Avec la réalisation du Grand viaduc de Millau, imaginé et conçu dans le courant des années 1990 par Michel Virlogeux et un groupement de bureaux d'études français, on comprend mieux les enjeux techniques et esthétiques qui entrent en compte dans la conception et la réalisation d'un ouvrage d'art, pont, viaduc, ou autre.
Viaduc de Millau
Les études d'exécution d'un ouvrage d'art prennent généralement plusieurs mois, voir plusieurs années. L'étude du viaduc de Millau a mobilisé la collaboration conjointe de 4 ingénieurs et 20 dessinateurs, pendant plus de deux années, pour respecter les délais impartis et permettre aux entreprises d'avancer dans la fabrication en atelier et sur le chantier.
Un ouvrage d'art routier franchis en pratique une brèche. Celle-ci peut être une route, une autoroute, un fleuve, une vallée...Le viaduc de Millau franchis la vallée du Tarn, 5 kilomètres à l'ouest de la ville de Millau, sur une brèche de plus de 2.500 mètres.

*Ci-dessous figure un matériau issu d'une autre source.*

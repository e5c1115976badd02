// file: src/config.rs
// description: application configuration management with toml support
// reference: https://docs.rs/config

use crate::error::{PipelineError, Result};
use dotenvy::dotenv;
use serde::{Deserialize, Serialize};
use std::path::{Path, PathBuf};

#[derive(Debug, Clone, Default, Deserialize, Serialize)]
#[serde(default)]
pub struct Config {
    pub input: InputConfig,
    pub structure: StructureConfig,
    pub ranking: RankingConfig,
    pub embedding: EmbeddingConfig,
    pub pipeline: PipelineConfig,
}

#[derive(Debug, Clone, Deserialize, Serialize)]
#[serde(default)]
pub struct InputConfig {
    pub docs_dir: PathBuf,
    pub persona_file: PathBuf,
    pub output_file: PathBuf,
}

#[derive(Debug, Clone, Deserialize, Serialize)]
#[serde(default)]
pub struct StructureConfig {
    pub h1_size_multiplier: f32,
    pub h2_size_multiplier: f32,
    /// Body size assumed when a document carries no styled spans at all.
    pub default_body_size: f32,
    pub style_sampling: StyleSampling,
}

/// Which span of a block stands in for the style of the whole block.
#[derive(Debug, Clone, Copy, Default, PartialEq, Eq, Deserialize, Serialize)]
#[serde(rename_all = "snake_case")]
pub enum StyleSampling {
    #[default]
    FirstSpan,
    Majority,
}

#[derive(Debug, Clone, Deserialize, Serialize)]
#[serde(default)]
pub struct RankingConfig {
    pub chunk_target_word_count: usize,
    pub top_n_sections: usize,
    pub top_n_sub_sections: usize,
}

#[derive(Debug, Clone, Copy, Default, PartialEq, Eq, Deserialize, Serialize)]
#[serde(rename_all = "snake_case")]
pub enum EmbeddingProviderKind {
    #[default]
    Hashing,
    Http,
    Onnx,
}

impl EmbeddingProviderKind {
    pub fn as_str(self) -> &'static str {
        match self {
            Self::Hashing => "hashing",
            Self::Http => "http",
            Self::Onnx => "onnx",
        }
    }
}

#[derive(Debug, Clone, Deserialize, Serialize)]
#[serde(default)]
pub struct EmbeddingConfig {
    pub provider: EmbeddingProviderKind,
    pub endpoint: Option<String>,
    pub api_key: Option<String>,
    pub model: String,
    pub dimensions: usize,
    pub batch_size: usize,
    pub request_timeout_secs: u64,
    /// Holds `model.onnx` and `tokenizer.json` for the onnx provider.
    pub cache_dir: PathBuf,
    /// Token limit per text for the onnx provider.
    pub max_length: usize,
    pub allow_download: bool,
    /// Use the hashing embedder when the onnx model cannot be loaded.
    pub fallback_to_hashing: bool,
}

#[derive(Debug, Clone, Deserialize, Serialize)]
#[serde(default)]
pub struct PipelineConfig {
    pub parallel_workers: usize,
    pub skip_failed_documents: bool,
    pub show_progress: bool,
    pub pretty_output: bool,
}

impl Default for InputConfig {
    fn default() -> Self {
        Self {
            docs_dir: PathBuf::from("input/docs"),
            persona_file: PathBuf::from("input/challenge1b_input.json"),
            output_file: PathBuf::from("output/results.json"),
        }
    }
}

impl Default for StructureConfig {
    fn default() -> Self {
        Self {
            h1_size_multiplier: 1.5,
            h2_size_multiplier: 1.2,
            default_body_size: 10.0,
            style_sampling: StyleSampling::FirstSpan,
        }
    }
}

impl Default for RankingConfig {
    fn default() -> Self {
        Self {
            chunk_target_word_count: 250,
            top_n_sections: 10,
            top_n_sub_sections: 15,
        }
    }
}

impl Default for EmbeddingConfig {
    fn default() -> Self {
        Self {
            provider: EmbeddingProviderKind::Hashing,
            endpoint: None,
            api_key: None,
            model: "all-MiniLM-L6-v2".to_string(),
            dimensions: 384,
            batch_size: 32,
            request_timeout_secs: 60,
            cache_dir: PathBuf::from("models/all-MiniLM-L6-v2"),
            max_length: 256,
            allow_download: true,
            fallback_to_hashing: true,
        }
    }
}

impl Default for PipelineConfig {
    fn default() -> Self {
        Self {
            parallel_workers: 4,
            skip_failed_documents: false,
            show_progress: true,
            pretty_output: true,
        }
    }
}

impl Config {
    pub fn load(path: Option<&Path>) -> Result<Self> {
        dotenv().ok();

        let mut builder = config::Config::builder();

        if let Some(path) = path {
            builder = builder.add_source(config::File::from(path));
        } else {
            builder = builder
                .add_source(config::File::from(Path::new("config/default.toml")).required(false));
        }

        builder = builder.add_source(
            config::Environment::with_prefix("PERSONA_DIGEST")
                .separator("__")
                .try_parsing(true),
        );

        let settings = builder
            .build()
            .map_err(|e| PipelineError::Config(e.to_string()))?;

        let config: Config = settings
            .try_deserialize()
            .map_err(|e| PipelineError::Config(e.to_string()))?;

        config.validate()?;
        Ok(config)
    }

    pub fn default_config() -> Self {
        Self::default()
    }

    pub fn validate(&self) -> Result<()> {
        if self.ranking.chunk_target_word_count == 0 {
            return Err(PipelineError::Config(
                "chunk_target_word_count must be greater than 0".to_string(),
            ));
        }

        if self.pipeline.parallel_workers == 0 {
            return Err(PipelineError::Config(
                "parallel_workers must be greater than 0".to_string(),
            ));
        }

        if self.embedding.batch_size == 0 {
            return Err(PipelineError::Config(
                "batch_size must be greater than 0".to_string(),
            ));
        }

        if self.embedding.dimensions == 0 {
            return Err(PipelineError::Config(
                "dimensions must be greater than 0".to_string(),
            ));
        }

        let structure = &self.structure;
        if structure.h2_size_multiplier <= 0.0 || structure.default_body_size <= 0.0 {
            return Err(PipelineError::Config(
                "size multipliers and default_body_size must be positive".to_string(),
            ));
        }

        if structure.h1_size_multiplier < structure.h2_size_multiplier {
            return Err(PipelineError::Config(format!(
                "h1_size_multiplier ({}) must not be below h2_size_multiplier ({})",
                structure.h1_size_multiplier, structure.h2_size_multiplier
            )));
        }

        if self.embedding.provider == EmbeddingProviderKind::Http
            && self
                .embedding
                .endpoint
                .as_deref()
                .is_none_or(|endpoint| endpoint.trim().is_empty())
        {
            return Err(PipelineError::Config(
                "the http embedding provider requires embedding.endpoint".to_string(),
            ));
        }

        if self.embedding.provider == EmbeddingProviderKind::Onnx {
            if self.embedding.max_length == 0 {
                return Err(PipelineError::Config(
                    "max_length must be greater than 0".to_string(),
                ));
            }
            if self.embedding.model.trim().is_empty() {
                return Err(PipelineError::Config(
                    "the onnx embedding provider requires embedding.model".to_string(),
                ));
            }
        }

        Ok(())
    }
}

#[cfg(test)]
mod tests {
    use super::*;
    use std::fs;
    use tempfile::TempDir;

    #[test]
    fn test_default_values() {
        let config = Config::default_config();
        assert_eq!(config.ranking.chunk_target_word_count, 250);
        assert_eq!(config.ranking.top_n_sections, 10);
        assert_eq!(config.ranking.top_n_sub_sections, 15);
        assert_eq!(config.structure.h1_size_multiplier, 1.5);
        assert_eq!(config.structure.h2_size_multiplier, 1.2);
        assert_eq!(config.structure.style_sampling, StyleSampling::FirstSpan);
        assert!(config.validate().is_ok());
    }

    #[test]
    fn test_load_partial_file_keeps_defaults() {
        let temp = TempDir::new().unwrap();
        let path = temp.path().join("settings.toml");
        fs::write(
            &path,
            "[ranking]\ntop_n_sections = 3\n\n[structure]\nstyle_sampling = \"majority\"\n",
        )
        .unwrap();

        let config = Config::load(Some(&path)).unwrap();
        assert_eq!(config.ranking.top_n_sections, 3);
        assert_eq!(config.ranking.top_n_sub_sections, 15);
        assert_eq!(config.structure.style_sampling, StyleSampling::Majority);
        assert_eq!(config.embedding.batch_size, 32);
    }

    #[test]
    fn test_validate_rejects_zero_word_count() {
        let mut config = Config::default_config();
        config.ranking.chunk_target_word_count = 0;
        assert!(config.validate().is_err());
    }

    #[test]
    fn test_validate_rejects_inverted_multipliers() {
        let mut config = Config::default_config();
        config.structure.h1_size_multiplier = 1.1;
        assert!(config.validate().is_err());
    }

    #[test]
    fn test_validate_http_requires_endpoint() {
        let mut config = Config::default_config();
        config.embedding.provider = EmbeddingProviderKind::Http;
        assert!(config.validate().is_err());

        config.embedding.endpoint = Some("http://localhost:8080/v1/embeddings".to_string());
        assert!(config.validate().is_ok());
    }

    #[test]
    fn test_onnx_provider_settings() {
        let temp = TempDir::new().unwrap();
        let path = temp.path().join("settings.toml");
        fs::write(
            &path,
            "[embedding]\nprovider = \"onnx\"\ncache_dir = \"cache/minilm\"\nallow_download = false\n",
        )
        .unwrap();

        let config = Config::load(Some(&path)).unwrap();
        assert_eq!(config.embedding.provider, EmbeddingProviderKind::Onnx);
        assert_eq!(config.embedding.provider.as_str(), "onnx");
        assert_eq!(config.embedding.cache_dir, PathBuf::from("cache/minilm"));
        assert!(!config.embedding.allow_download);
        assert!(config.embedding.fallback_to_hashing);
        assert_eq!(config.embedding.max_length, 256);

        let mut config = config;
        config.embedding.max_length = 0;
        assert!(config.validate().is_err());
    }
}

Le pont de Normandie est un pont à structure essentiellement béton et à haubans enjambant l'estuaire de la Seine, reliant le Havre (Seine-Maritime) rive droite au nord, à Honfleur (Calvados) rive gauche au sud.
Pont de Normandie
Le Golden Gate Bridge est un pont suspendu en acier de Californie qui traverse le Golden Gate, détroit qui correspond à la jonction entre la baie de San Francisco et l’océan Pacifique. Il relie ainsi la ville de San Francisco, située à la pointe nord de la péninsule de San Francisco à la ville de Sausalito, située à la pointe sud de la péninsule du Comté de Marin.
Le Golden Gate Bridge
Cinq classes de ponts sont définies selon leur structure : les ponts voûtés, les ponts à poutres, les ponts en arc, les ponts suspendus et les ponts haubanés. Le schéma statique peut être donc différent d'un ouvrage à l'autre, selon le matériau utilisé et la géométrie de la structure. Dans tous les cas, les charges de l'ouvrage, qu'elles soient propres à la structure ou de nature variables, comme par exemple le poids des véhicules et des piétons, descendent vers les points d'appuis que sont les fondations de l'ouvrage. Les différents éléments fonctionnels qui composent l'ouvrage sont dimensionnés en tenant compte des contraintes statiques et des efforts dynamiques engendrés par le vent. La résistance de la structure demeure une donnée fondamentale et prioritaire. L'esthétique de l'ouvrage est aussi retenue, car l'ouvrage d'art s'inscrit dans un environnement qu'il se doit d'épouser au mieux.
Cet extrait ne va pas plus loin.